Penso che il mondo dell’arte contemporanea sia piuttosto superficiale a dire il vero. Non trovo molto che mi ispiri o mi commuova. L’arte dell’installazione mi annoia praticamente fino alle lacrime. Ci sono alcuni artisti straordinariamente grandi oggi, naturalmente, come Innàrritu, per esempio, come David Lynch, come i Radiohead, come Cormac McCarthy e Murakami e Antonio Moresco. Ma nel complesso tendo a pensare che molta cultura popolare sia molto povera, specialmente la letteratura. Mi scuso per sembrare così arrogante.

 

  • Oltre ad essere uno stimato scrittore sei anche un valente musicista. Quando hai capito che l’arte sarebbe stata la stella polare della tua vita?

Non sono sicuro di essermi mai reso conto che l’arte avrebbe avuto quella funzione. Potrei anche sostenere il contrario, infatti, che l’arte non mi ha portato altro che difficoltà, fallimento e rifiuto, specialmente nel Regno Unito, dove i redattori e gli editori mi hanno sempre trattato come se io avessi la lebbra letteraria in piena regola, per così dire.

  • So che ormai ti sei stabilito in Italia. Cosa ti piace dell’Italia che in Inghilterra non trovi e cosa ti manca dell’Inghilterra ora che sei qui?
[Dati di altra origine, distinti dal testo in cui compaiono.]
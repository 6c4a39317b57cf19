//! Resumable downloads with a bounded active set.
//!
//! # Architecture
//!
//! ```text
//! DownloadCoordinator
//!         │  owns: active set, waiting queue, removed set
//!         │
//!         ├── DownloadTask (one per download)
//!         │       ├── Status            lifecycle + transition table
//!         │       ├── ConnectionSource  immutable descriptor (HttpSource)
//!         │       │      └── Connection fresh per run
//!         │       ├── FileSink          resumable local writer
//!         │       └── ListenerSet       DownloadObserver fan-out
//!         │
//!         └── WaitingQueue  FIFO ranks of pending activation requests
//! ```
//!
//! # Example
//!
//! ```ignore
//! use fetchmon::config::CoordinatorConfig;
//! use fetchmon::download::{DownloadCoordinator, TracingObserver};
//! use std::sync::Arc;
//!
//! let coordinator = DownloadCoordinator::new(CoordinatorConfig::new("/tmp/downloads"));
//! coordinator.add_observer(Arc::new(TracingObserver));
//!
//! let task = coordinator.add_url("https://example.com/file.iso")?;
//! task.download();
//! ```

mod connection;
mod coordinator;
mod error;
mod events;
mod http;
mod queue;
mod sink;
mod status;
mod task;

pub use connection::{Connection, ConnectionError, ConnectionResult, ConnectionSource};
pub use coordinator::DownloadCoordinator;
pub use error::{CoordinatorError, CoordinatorResult, TransferError, TransferResult};
pub use events::{DownloadEvent, DownloadObserver, ListenerSet, TracingObserver};
pub use http::{
    file_name_from_url, parse_content_range_total, HttpConnection, HttpSource,
    FALLBACK_FILE_NAME,
};
pub use queue::WaitingQueue;
pub use sink::{disambiguate, probe_length, ExistsPolicy, FileSink, SinkError, SinkResult};
pub use status::{transition, Status, StatusKind};
pub use task::{DownloadId, DownloadSnapshot, DownloadTask};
In Italia ho trovato il sole, il cibo, ovviamente, ma anche l’umanità della gente e loro vita e passione. C’è più grazia qui che in Inghilterra, c’è anche più bellezza. Mi manca l’energia dell’Inghilterra, le maggiori possibilità artistiche, la lingua inglese e mi manca il formaggio inglese: una terribile privazione!

 

Grazie a Baret per essere stato con noi e per aver condiviso con noi, in questo nostro spazio, alcune riflessioni molto interessanti.